[Stored data entries]
◆ ◆ ◆
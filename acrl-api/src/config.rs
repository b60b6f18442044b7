use crate::error::ConfigError;
use acrl_agents::{a2c::A2cConfig, agent::AgentConfig, ppo::PpoConfig};
use acrl_candle_lm::ModelConfig;
use serde::{Deserialize, Serialize};
use std::path::Path;
use tracing::warn;

#[derive(Debug, Clone, Copy, Default, PartialEq, Eq, Serialize, Deserialize)]
#[serde(rename_all = "snake_case")]
pub enum AlgorithmKind {
    #[default]
    Ppo,
    A2c,
}

/// Top-level application configuration, loadable from TOML.
#[derive(Debug, Clone, Default, PartialEq, Serialize, Deserialize)]
#[serde(default)]
pub struct AppConfig {
    pub algorithm: AlgorithmKind,
    pub agent: AgentConfig,
    pub model: ModelConfig,
    pub ppo: PpoConfig,
    pub a2c: A2cConfig,
}

fn invalid(msg: &str) -> ConfigError {
    ConfigError::Validation(msg.into())
}

impl AppConfig {
    /// Load configuration from a TOML file.
    pub fn load(path: &Path) -> Result<Self, ConfigError> {
        let content = std::fs::read_to_string(path).map_err(|e| ConfigError::FileRead {
            path: path.to_path_buf(),
            source: e,
        })?;
        Self::from_toml(&content)
    }

    pub fn from_toml(content: &str) -> Result<Self, ConfigError> {
        let config: AppConfig = toml::from_str(content)?;
        config.validate()?;
        Ok(config)
    }

    /// Load configuration from a TOML file, falling back to defaults if the file
    /// does not exist.
    pub fn load_or_default(path: &Path) -> Result<Self, ConfigError> {
        if path.exists() {
            Self::load(path)
        } else {
            warn!(path = %path.display(), "config file not found, using defaults");
            Ok(Self::default())
        }
    }

    /// The default configuration rendered as TOML.
    pub fn default_toml() -> Result<String, ConfigError> {
        Ok(toml::to_string_pretty(&Self::default())?)
    }

    pub fn validate(&self) -> Result<(), ConfigError> {
        self.agent
            .validate()
            .map_err(|err| ConfigError::Validation(err.0))?;
        if self.model.hidden_size.is_empty() {
            return Err(invalid("model.hidden_size must not be empty"));
        }
        if self.model.hidden_size.contains(&0) {
            return Err(invalid("model.hidden_size entries must be > 0"));
        }
        if self.ppo.ppo_epochs == 0 {
            return Err(invalid("ppo.ppo_epochs must be > 0"));
        }
        if self.ppo.clip_param <= 0.0 {
            return Err(invalid("ppo.clip_param must be > 0"));
        }
        Ok(())
    }
}

#[cfg(test)]
mod tests {
    use super::*;
    use acrl_candle_lm::sequential::Activation;
    use acrl_core::benchmark::Benchmark;

    #[test]
    fn default_config_is_valid() {
        assert!(AppConfig::default().validate().is_ok());
    }

    #[test]
    fn default_toml_round_trips() -> anyhow::Result<()> {
        let content = AppConfig::default_toml()?;
        assert!(content.contains("[agent]"));
        assert!(content.contains("[ppo]"));
        assert_eq!(AppConfig::from_toml(&content)?, AppConfig::default());
        Ok(())
    }

    #[test]
    fn partial_files_fill_in_defaults() -> anyhow::Result<()> {
        let config = AppConfig::from_toml(
            r#"
            algorithm = "a2c"

            [agent]
            benchmark = "dm_control"
            env = "point_mass-easy"
            max_grad_norm = 0.5

            [model]
            hidden_size = [32]
            activation = "relu"
            "#,
        )?;
        assert_eq!(config.algorithm, AlgorithmKind::A2c);
        assert_eq!(config.agent.benchmark, Benchmark::DmControl);
        assert_eq!(config.agent.max_grad_norm, Some(0.5));
        assert_eq!(config.agent.gamma, AgentConfig::default().gamma);
        assert_eq!(config.model.hidden_size, vec![32]);
        assert_eq!(config.model.activation, Activation::Relu);
        Ok(())
    }

    #[test]
    fn unknown_benchmark_is_a_parse_error() {
        let err = AppConfig::from_toml("[agent]\nbenchmark = \"atari\"").unwrap_err();
        assert!(matches!(err, ConfigError::TomlParse(_)));
    }

    #[test]
    fn validation_rejects_bad_values() {
        let cases: Vec<(fn(&mut AppConfig), &str)> = vec![
            (|c| c.agent.gamma = 1.5, "agent.gamma"),
            (|c| c.agent.lamda = -0.1, "agent.lamda"),
            (|c| c.agent.actor_lr = 0.0, "agent.actor_lr"),
            (|c| c.agent.critic_lr = -1.0, "agent.critic_lr"),
            (|c| c.agent.batch_size = 0, "agent.batch_size"),
            (|c| c.agent.total_sample_size = 0, "agent.total_sample_size"),
            (|c| c.agent.save_interval = 0, "agent.save_interval"),
            (|c| c.agent.log_interval = 0, "agent.log_interval"),
            (|c| c.agent.max_iter = 0, "agent.max_iter"),
            (|c| c.model.hidden_size.clear(), "model.hidden_size"),
            (|c| c.ppo.clip_param = 0.0, "ppo.clip_param"),
        ];
        for (mutate, field) in cases {
            let mut config = AppConfig::default();
            mutate(&mut config);
            match config.validate() {
                Err(ConfigError::Validation(msg)) => assert!(msg.starts_with(field), "{msg}"),
                other => panic!("{field}: expected a validation error, got {other:?}"),
            }
        }
    }

    #[test]
    fn missing_file_falls_back_to_defaults() -> anyhow::Result<()> {
        let dir = tempfile::tempdir()?;
        let config = AppConfig::load_or_default(&dir.path().join("missing.toml"))?;
        assert_eq!(config, AppConfig::default());
        assert!(matches!(
            AppConfig::load(&dir.path().join("missing.toml")),
            Err(ConfigError::FileRead { .. })
        ));
        Ok(())
    }
}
◆ ◆ ◆
THE PROBLEM: Bring together every line in the entries that holds the string "anyhow".

TASK OUTPUT:
    fn default_toml_round_trips() -> anyhow::Result<()> {
    fn partial_files_fill_in_defaults() -> anyhow::Result<()> {
    fn missing_file_falls_back_to_defaults() -> anyhow::Result<()> {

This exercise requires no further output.